This third question is different from the question of mental responsibility for the alleged criminal act and from the question of mental competency to stand trial. It involves the possible danger attending the release of the accused. The jury upon the trial has no concern with the mental state of the accused at some future time, or with what the superintendent of the hospital may some day certify, or with what the court may thereafter find. These questions are in the future and cannot be determined as of the time of trial. They are by statute for the court and the superintendent, not for a jury-- a fortiori not for the jury in the box at the trial for the offense. The jury is entitled to know, as we have said, the legal significance of a verdict they are called upon to consider as part of their duty at the trial. They have no concern with a factual situation which may or may not develop in any one of many possible combinations of circumstances after their duties have been discharged and they are gone from the case. Evidence in respect to what the situation might be when in the future the problem of release from commitment arises is inadmissible at the trial. Evidence as to present mental disease may, as we have already twice said, be relevant and material to the problem of mental disease at the time of the offense, and it is admissible for that purpose. But such evidence is not admissible for the purpose of attempting to show the probable mental condition of the accused at some future time of possible release.
From the foregoing it necessarily follows that, if the judge submits to the jury the question of probable release of the accused at some future date, submits evidence to them upon that point, or comments to them respecting the speculative possibilities in that regard, he commits error.
In the case at bar the remark of the judge was a single sentence in the middle of a long charge. Moreover the court did not relate the remark of the doctor to the time of the trial or to any possible future time. The judge said that 'on a prior occasion' the doctor found no mental disorder in the defendant; he did not identify the time of the prior occasion. No objection was made to the charge as given although prior notice of intention to object had been given. It seems to us that, in view of the nature of the remark, the fact that the judge did not emphasize it or impress it upon the jury unduly, the fact that he dated the opinion of the doctor as of an indefinite past time, the remark cannot be held to have affected substantial rights of the accused. We decline to reverse this case on this point.

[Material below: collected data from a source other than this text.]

// SPDX-License-Identifier: MIT OR Apache-2.0

//! SGF (Smart Game Format) parsing into joseki reference trees

use crate::{Color, ConfigError, Move, Point};
use serde::{Deserialize, Serialize};
use std::iter::Peekable;
use std::str::CharIndices;

const SGF_LETTERS: &[u8; 19] = b"abcdefghijklmnopqrs";

/// Decode an SGF coordinate such as `pd` into a point.
///
/// The empty value and `tt` mean a pass and decode to `Some(Move::Pass)`.
pub fn sgf_coord_to_move(value: &str) -> Option<Move> {
    if value.is_empty() || value == "tt" {
        return Some(Move::Pass);
    }

    let bytes = value.as_bytes();
    if bytes.len() != 2 {
        return None;
    }

    let x = SGF_LETTERS.iter().position(|&c| c == bytes[0])? as u8;
    let y = SGF_LETTERS.iter().position(|&c| c == bytes[1])? as u8;
    Some(Move::Place(Point::new(y, x)))
}

/// Decode an SGF coordinate into a point; `None` for passes and bad values
pub fn sgf_coord_to_point(value: &str) -> Option<Point> {
    sgf_coord_to_move(value).and_then(|mv| mv.point())
}

/// Encode a point as an SGF coordinate; empty if it is off the 19x19 board
pub fn point_to_sgf_coord(point: Point) -> String {
    if !point.is_valid(19) {
        return String::new();
    }
    let mut coord = String::with_capacity(2);
    coord.push(SGF_LETTERS[point.x as usize] as char);
    coord.push(SGF_LETTERS[point.y as usize] as char);
    coord
}

/// One move of a reference line
#[derive(Debug, Clone, PartialEq, Eq, Serialize, Deserialize)]
pub struct TreeNode {
    pub color: Color,
    pub mv: Move,
    /// Commentary attached to the move
    pub comment: Option<String>,
}

/// A linear run of moves followed by the alternative continuations
#[derive(Debug, Clone, Default, PartialEq, Eq, Serialize, Deserialize)]
pub struct Sequence {
    pub nodes: Vec<TreeNode>,
    pub branches: Vec<Sequence>,
}

/// Properties of the game-info node at the head of a record
#[derive(Debug, Clone, Default, PartialEq, Eq, Serialize, Deserialize)]
pub struct RootInfo {
    pub board_size: Option<u8>,
    pub name: Option<String>,
    pub comment: Option<String>,
}

/// A parsed reference tree; read-only once loaded
#[derive(Debug, Clone, Default, PartialEq, Eq, Serialize, Deserialize)]
pub struct JosekiTree {
    pub info: RootInfo,
    pub root: Sequence,
}

impl JosekiTree {
    /// Tree made of a single line of moves without branches
    pub fn from_line(moves: Vec<TreeNode>) -> Self {
        Self {
            info: RootInfo::default(),
            root: Sequence {
                nodes: moves,
                branches: Vec::new(),
            },
        }
    }

    /// Sequence reached by following branch indices from the root
    pub fn sequence_at(&self, path: &[usize]) -> Option<&Sequence> {
        path.iter()
            .try_fold(&self.root, |sequence, &branch| sequence.branches.get(branch))
    }

    /// Number of nodes in the whole tree
    pub fn node_count(&self) -> usize {
        fn count(sequence: &Sequence) -> usize {
            sequence.nodes.len() + sequence.branches.iter().map(count).sum::<usize>()
        }
        count(&self.root)
    }
}

/// Parse the first game tree of an SGF record into a joseki tree
pub fn parse_tree(text: &str) -> Result<JosekiTree, ConfigError> {
    let mut parser = SgfParser::new(text);
    parser.skip_whitespace();
    let raw = parser.parse_game_tree()?;
    convert_tree(raw)
}

#[derive(Debug, Clone)]
struct SgfProperty {
    id: String,
    values: Vec<String>,
}

#[derive(Debug, Clone)]
struct SgfNode {
    offset: usize,
    properties: Vec<SgfProperty>,
}

impl SgfNode {
    fn value(&self, id: &str) -> Option<&str> {
        self.properties
            .iter()
            .find(|p| p.id == id)
            .map(|p| p.values.first().map(String::as_str).unwrap_or(""))
    }
}

#[derive(Debug, Clone)]
struct SgfTree {
    nodes: Vec<SgfNode>,
    variations: Vec<SgfTree>,
}

/// Recursive-descent reader over the raw record text
struct SgfParser<'a> {
    chars: Peekable<CharIndices<'a>>,
    len: usize,
}

impl<'a> SgfParser<'a> {
    fn new(text: &'a str) -> Self {
        Self {
            chars: text.char_indices().peekable(),
            len: text.len(),
        }
    }

    fn offset(&mut self) -> usize {
        self.chars.peek().map(|&(i, _)| i).unwrap_or(self.len)
    }

    fn peek(&mut self) -> Option<char> {
        self.chars.peek().map(|&(_, c)| c)
    }

    fn error(&mut self, reason: impl Into<String>) -> ConfigError {
        ConfigError::MalformedTree {
            offset: self.offset(),
            reason: reason.into(),
        }
    }

    fn expect(&mut self, expected: char, context: &str) -> Result<(), ConfigError> {
        match self.peek() {
            Some(c) if c == expected => {
                self.chars.next();
                Ok(())
            }
            _ => Err(self.error(format!("expected '{}' {}", expected, context))),
        }
    }

    fn skip_whitespace(&mut self) {
        while matches!(self.peek(), Some(c) if c.is_whitespace()) {
            self.chars.next();
        }
    }

    fn parse_game_tree(&mut self) -> Result<SgfTree, ConfigError> {
        self.expect('(', "at start of game tree")?;
        self.skip_whitespace();

        let mut nodes = Vec::new();
        while self.peek() == Some(';') {
            nodes.push(self.parse_node()?);
            self.skip_whitespace();
        }

        if nodes.is_empty() {
            return Err(self.error("game tree without nodes"));
        }

        let mut variations = Vec::new();
        while self.peek() == Some('(') {
            variations.push(self.parse_game_tree()?);
            self.skip_whitespace();
        }

        self.expect(')', "at end of game tree")?;
        Ok(SgfTree { nodes, variations })
    }

    fn parse_node(&mut self) -> Result<SgfNode, ConfigError> {
        let offset = self.offset();
        self.expect(';', "at start of node")?;
        self.skip_whitespace();

        let mut properties = Vec::new();
        while matches!(self.peek(), Some(c) if c.is_ascii_uppercase()) {
            properties.push(self.parse_property()?);
            self.skip_whitespace();
        }

        Ok(SgfNode { offset, properties })
    }

    fn parse_property(&mut self) -> Result<SgfProperty, ConfigError> {
        let mut id = String::new();
        while let Some(c) = self.peek() {
            if !c.is_ascii_uppercase() {
                break;
            }
            id.push(c);
            self.chars.next();
        }
        self.skip_whitespace();

        let mut values = Vec::new();
        while self.peek() == Some('[') {
            values.push(self.parse_property_value()?);
            self.skip_whitespace();
        }

        if values.is_empty() {
            return Err(self.error(format!("property {} has no value", id)));
        }

        Ok(SgfProperty { id, values })
    }

    fn parse_property_value(&mut self) -> Result<String, ConfigError> {
        self.expect('[', "at start of property value")?;

        let mut value = String::new();
        let mut escaped = false;
        loop {
            let Some((_, c)) = self.chars.next() else {
                return Err(self.error("unterminated property value"));
            };

            if escaped {
                // an escaped line break is a soft break and disappears
                if c != '\n' {
                    value.push(c);
                }
                escaped = false;
            } else if c == '\\' {
                escaped = true;
            } else if c == ']' {
                break;
            } else {
                value.push(c);
            }
        }

        Ok(value)
    }
}

fn convert_tree(raw: SgfTree) -> Result<JosekiTree, ConfigError> {
    let mut nodes = raw.nodes.into_iter().peekable();
    let mut info = RootInfo::default();

    if let Some(head) = nodes.next_if(|n| n.value("B").is_none() && n.value("W").is_none()) {
        info.name = head.value("GN").map(str::to_string);
        info.comment = head.value("C").map(str::to_string);
        if let Some(size) = head.value("SZ") {
            let size: u8 = size.trim().parse().map_err(|_| ConfigError::MalformedTree {
                offset: head.offset,
                reason: format!("invalid board size {:?}", size),
            })?;
            info.board_size = Some(size);
        }
    }

    let root = Sequence {
        nodes: nodes.map(convert_node).collect::<Result<_, _>>()?,
        branches: raw
            .variations
            .into_iter()
            .map(convert_sequence)
            .collect::<Result<_, _>>()?,
    };

    Ok(JosekiTree { info, root })
}

fn convert_sequence(raw: SgfTree) -> Result<Sequence, ConfigError> {
    Ok(Sequence {
        nodes: raw
            .nodes
            .into_iter()
            .map(convert_node)
            .collect::<Result<_, _>>()?,
        branches: raw
            .variations
            .into_iter()
            .map(convert_sequence)
            .collect::<Result<_, _>>()?,
    })
}

fn convert_node(raw: SgfNode) -> Result<TreeNode, ConfigError> {
    let malformed = |reason: String| ConfigError::MalformedTree {
        offset: raw.offset,
        reason,
    };

    let (color, value) = match (raw.value("B"), raw.value("W")) {
        (Some(value), None) => (Color::Black, value),
        (None, Some(value)) => (Color::White, value),
        (Some(_), Some(_)) => return Err(malformed("node has both a black and a white move".into())),
        (None, None) => return Err(malformed("node has no move".into())),
    };

    let mv = sgf_coord_to_move(value)
        .ok_or_else(|| malformed(format!("invalid move coordinate {:?}", value)))?;

    Ok(TreeNode {
        color,
        mv,
        comment: raw.value("C").map(str::to_string),
    })
}

#[cfg(test)]
mod tests {
    use super::*;

    #[test]
    fn test_coordinate_codec() {
        assert_eq!(sgf_coord_to_point("pd"), Some(Point::new(3, 15)));
        assert_eq!(sgf_coord_to_point("aa"), Some(Point::new(0, 0)));
        assert_eq!(sgf_coord_to_move(""), Some(Move::Pass));
        assert_eq!(sgf_coord_to_move("tt"), Some(Move::Pass));
        assert_eq!(sgf_coord_to_move("zz"), None);
        assert_eq!(point_to_sgf_coord(Point::new(3, 15)), "pd");
        assert_eq!(point_to_sgf_coord(Point::new(19, 0)), "");
    }

    #[test]
    fn test_escaped_values() {
        let tree = parse_tree("(;C[a \\] b];B[pd]C[line\\\none])").unwrap();
        assert_eq!(tree.info.comment.as_deref(), Some("a ] b"));
        assert_eq!(tree.root.nodes[0].comment.as_deref(), Some("lineone"));
    }
}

This court in New York Life Ins. Co. v. Taylor, 79 U.S.App.D.C. 66, 147 F.2d 297 (1944), following the great weight of authority in federal courts (and in state courts with similar statutes), held that the written record of an expert medical opinion as to a psychiatric disorder is not admissible under the Federal Shop Book Act, 28 U.S.C. 1732 (1952).7 That Act provides for the admission of 'any writing or record . . . of any act, transaction, occurrence, or event . . . if made in the regular course of any business . . ..' Essentially this court's holding turned on the fact that an expert psychiatric opinion is not an 'act, transaction, occurrence, or event.' Unlike observations of physical facts, e.g., temperature, pulse rate, age, weight, etc., recorded in normal course, it does not meet the tests of reasonable 'reliability' which led to enactment of statutory exceptions to the hearsay evidence rule. Subsequently in 19568 this court emphasized the distinction between a recorded observation of glass fragments in the human body and a recorded expert opinion of a psychoneurotic condition as in the Taylor case.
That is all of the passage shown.